Three groups form from 4 to 11 animals. Group A is infected with oocysts and treated with the toltrazuril composition by irrigation according to Example 10. Group B is not infected, but treated in the same way, and the dosage of Group A and B is 20 mg / kg body weight, respectively. Group C is infected with oocysts, but not treated with toltrazuril. The success of treatment is determined by controlling the live weight of the animals. For this, animals are weighed on various days and the weight gain of individual animals is determined. The results are presented in table 3.
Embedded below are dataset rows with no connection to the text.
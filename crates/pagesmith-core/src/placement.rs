//! Drop/placement resolution.
//!
//! Converts a drop event — either a new widget dragged from the library or
//! an existing component dragged across the canvas — into a document
//! mutation. The pointer arrives in screen space; the canvas rectangle and
//! the zoom factor map it into canvas space.

use crate::component::{ComponentId, WidgetDefinition};
use crate::geometry::clamp_origin;
use crate::store::DocumentStore;
use kurbo::{Point, Rect};

/// What got dropped on the canvas.
#[derive(Debug, Clone, PartialEq)]
pub enum DropPayload {
    /// A widget definition dragged from the component library.
    NewWidget { definition: WidgetDefinition },
    /// An existing component released after a cross-canvas drag.
    Existing { component_id: ComponentId },
}

/// Outcome of a resolved drop, mostly for callers that want to react
/// (e.g. scroll the new component into view).
#[derive(Debug, Clone, PartialEq)]
pub enum DropOutcome {
    /// A new component was created and selected.
    Created { component_id: ComponentId },
    /// An existing component was moved; selection untouched.
    Moved { component_id: ComponentId },
}

/// Map a screen-space pointer offset into canvas space.
///
/// The drop point is recentered under the pointer by subtracting half the
/// widget size, then clamped to the canvas and snapped if enabled.
fn drop_position(
    store: &DocumentStore,
    client: Point,
    canvas_rect: Rect,
    half_size: (f64, f64),
) -> Point {
    let scale = store.settings.canvas_scale;
    let raw = Point::new(
        (client.x - canvas_rect.x0) / scale - half_size.0,
        (client.y - canvas_rect.y0) / scale - half_size.1,
    );
    let clamped = clamp_origin(raw);
    Point::new(
        store.settings.snap_if_enabled(clamped.x),
        store.settings.snap_if_enabled(clamped.y),
    )
}

/// Resolve a drop into a store mutation.
///
/// Returns `None` without mutating anything when the payload cannot be
/// placed: an unknown component id, or a new-widget definition missing its
/// default size (a caller-contract violation, logged and discarded).
pub fn resolve_drop(
    store: &mut DocumentStore,
    payload: DropPayload,
    client: Point,
    canvas_rect: Rect,
) -> Option<DropOutcome> {
    match payload {
        DropPayload::Existing { component_id } => {
            let component = store.component(&component_id)?;
            let half = (component.width / 2.0, component.height / 2.0);
            let position = drop_position(store, client, canvas_rect, half);
            store.move_component(&component_id, position.x, position.y);
            Some(DropOutcome::Moved { component_id })
        }
        DropPayload::NewWidget { definition } => {
            let Some(size) = definition.default_size else {
                log::debug!(
                    "discarding drop of {:?}: definition has no default size",
                    definition.kind
                );
                return None;
            };
            let half = (size.width / 2.0, size.height / 2.0);
            let position = drop_position(store, client, canvas_rect, half);
            // default_size is present, so instantiate cannot fail here.
            let instance = definition.instantiate(position.x, position.y)?;
            let component_id = instance.id.clone();
            store.add_component(instance.clone());
            store.select_component(Some(instance));
            Some(DropOutcome::Created { component_id })
        }
    }
}
//! Context-menu requests and guarded event dispatch.
//!
//! Right-clicking a component asks an external menu collaborator to open at
//! a screen position. Rather than a stringly-named global event, consumers
//! register callbacks on a [`ContextMenuHub`]; the hub computes the flipped
//! placement and fans the request out. Callbacks and user widget event
//! handlers run behind a panic guard so a broken handler cannot take the
//! editor down.

use crate::component::ComponentInstance;
use kurbo::{Point, Rect, Size};
use std::panic::{AssertUnwindSafe, catch_unwind};

/// Approximate rendered menu dimensions, used for viewport flipping.
const MENU_WIDTH: f64 = 220.0;
const MENU_HEIGHT: f64 = 320.0;
const MENU_MARGIN: f64 = 6.0;

/// A request to open the component context menu at a screen position.
#[derive(Debug, Clone, PartialEq)]
pub struct ContextMenuRequest {
    /// Screen-space x, already flip-adjusted to fit the viewport.
    pub x: f64,
    /// Screen-space y, already flip-adjusted to fit the viewport.
    pub y: f64,
    /// The component the menu operates on.
    pub component: ComponentInstance,
}

/// Place the menu next to the component's screen rectangle.
///
/// The menu opens to the right of the anchor, top-aligned. If it would
/// overflow the right edge it flips to the left side; if it would overflow
/// the bottom it is pushed up to fit.
pub fn place_context_menu(anchor: Rect, viewport: Size) -> Point {
    let mut x = anchor.x1 + MENU_MARGIN;
    let mut y = anchor.y0;

    if x + MENU_WIDTH > viewport.width {
        x = anchor.x0 - MENU_WIDTH - MENU_MARGIN;
    }
    if y + MENU_HEIGHT > viewport.height {
        y = viewport.height - MENU_HEIGHT - MENU_MARGIN;
    }

    Point::new(x, y)
}

/// Run a user-supplied handler, swallowing any panic.
///
/// Widget event handlers and menu callbacks are foreign code as far as the
/// editor is concerned; a panic in one is logged and discarded.
pub fn invoke_guarded<F: FnOnce()>(label: &str, handler: F) {
    if catch_unwind(AssertUnwindSafe(handler)).is_err() {
        log::warn!("handler `{}` panicked; ignoring", label);
    }
}

type MenuCallback = Box<dyn Fn(&ContextMenuRequest)>;

/// Registry of context-menu observers.
#[derive(Default)]
pub struct ContextMenuHub {
    callbacks: Vec<MenuCallback>,
}

impl ContextMenuHub {
    pub fn new() -> Self {
        Self::default()
    }

    /// Register a callback invoked on every open request.
    pub fn register<F: Fn(&ContextMenuRequest) + 'static>(&mut self, callback: F) {
        self.callbacks.push(Box::new(callback));
    }

    /// Compute the flipped placement and notify all observers.
    pub fn request_open(&self, anchor: Rect, viewport: Size, component: ComponentInstance) {
        let position = place_context_menu(anchor, viewport);
        let request = ContextMenuRequest {
            x: position.x,
            y: position.y,
            component,
        };
        for callback in &self.callbacks {
            invoke_guarded("context-menu callback", || callback(&request));
        }
    }
}

#[cfg(test)]
mod tests {
    use super::*;
    use crate::component::{ComponentInstance, WidgetKind};
    use std::cell::RefCell;
    use std::rc::Rc;

    fn viewport() -> Size {
        Size::new(1920.0, 1080.0)
    }

    #[test]
    fn test_menu_opens_right_of_anchor() {
        let anchor = Rect::new(100.0, 100.0, 300.0, 200.0);
        let position = place_context_menu(anchor, viewport());
        assert_eq!(position, Point::new(306.0, 100.0));
    }

    #[test]
    fn test_menu_flips_left_near_right_edge() {
        let anchor = Rect::new(1800.0, 100.0, 1900.0, 200.0);
        let position = place_context_menu(anchor, viewport());
        // 1800 - 220 - 6
        assert_eq!(position.x, 1574.0);
        assert_eq!(position.y, 100.0);
    }

    #[test]
    fn test_menu_pushed_up_near_bottom_edge() {
        let anchor = Rect::new(100.0, 900.0, 300.0, 1000.0);
        let position = place_context_menu(anchor, viewport());
        assert_eq!(position.x, 306.0);
        // 1080 - 320 - 6
        assert_eq!(position.y, 754.0);
    }

    #[test]
    fn test_hub_delivers_flipped_request() {
        let mut hub = ContextMenuHub::new();
        let seen: Rc<RefCell<Vec<(f64, f64)>>> = Rc::default();
        let sink = seen.clone();
        hub.register(move |request| sink.borrow_mut().push((request.x, request.y)));

        let component = ComponentInstance::new(WidgetKind::Button, 0.0, 0.0, 120.0, 40.0);
        hub.request_open(Rect::new(100.0, 100.0, 300.0, 200.0), viewport(), component);

        assert_eq!(seen.borrow().as_slice(), &[(306.0, 100.0)]);
    }

    #[test]
    fn test_panicking_callback_does_not_poison_others() {
        let mut hub = ContextMenuHub::new();
        hub.register(|_| panic!("broken handler"));
        let seen: Rc<RefCell<usize>> = Rc::default();
        let sink = seen.clone();
        hub.register(move |_| *sink.borrow_mut() += 1);

        let component = ComponentInstance::new(WidgetKind::Button, 0.0, 0.0, 120.0, 40.0);
        hub.request_open(Rect::new(0.0, 0.0, 100.0, 40.0), viewport(), component);

        assert_eq!(*seen.borrow(), 1);
    }
}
Table 3 The average weight of the animal per pig (g) Group Day 0 Day 7 Day 14 Day 21 Day 28 Infected, treated group A (n * = 4) 1702 3000 3635 7097 9337 Not infected, treated group B (n * = 7) 1829 3426 5327 7363 9903 Infected, untreated group C (n * = 11) 1773 3015 3708 5725 7815 * at the beginning of the study

As shown in table 3, the mass of infected, treated with toltrazuril by watering animals of group A is on average 1520 g higher than infected, untreated animals of group C. These values clearly show that the composition is effective in the desired form.

Claims (6)

The use of triazines of formulas (I) or (II)

or

in which R ¹ means R ³ -SO ₂ - or R ³ -S-,
R ² means alkyl, alkoxy, halogen or SO ₂ N (CH ₃ ) ₂ , and
R ³ means halogenated,
R ⁴ and R ⁵ independently from each other mean hydrogen or chlorine, and
R ⁶ means fluorine or chlorine,
as well as their physiologically tolerated salts
as a means for transdermal treatment of coccidia infections in animals or humans, moreover, the active substance of the formulas (I) or (II) for transdermal use is dosed in an amount not exceeding 150% of the corresponding dosage for oral administration, ceteris paribus. 2. The use according to claim 1 for transdermal treatment of pigs, sheep, cattle, dogs and cats. 3. The use according to claim 2 for transdermal treatment of pigs. 4. The use according to one of claims 1 to 3, wherein the triazine has the formula (I) in which R ¹ is R ³ —S—, where R ³ is trifluoromethyl and R ² is methyl. 5. The use according to one of claims 1 to 3, wherein the triazine has the formula (I) in which R ¹ is R ³ —SO ₂ -, where R ³ is trifluoromethyl and R ² is methyl. 6. The use according to claim 3, where toltrazuril is used as a triazine of formula (I), and its transdermal dosage is not more than 150% of the oral dosage of 20 mg / kg body weight.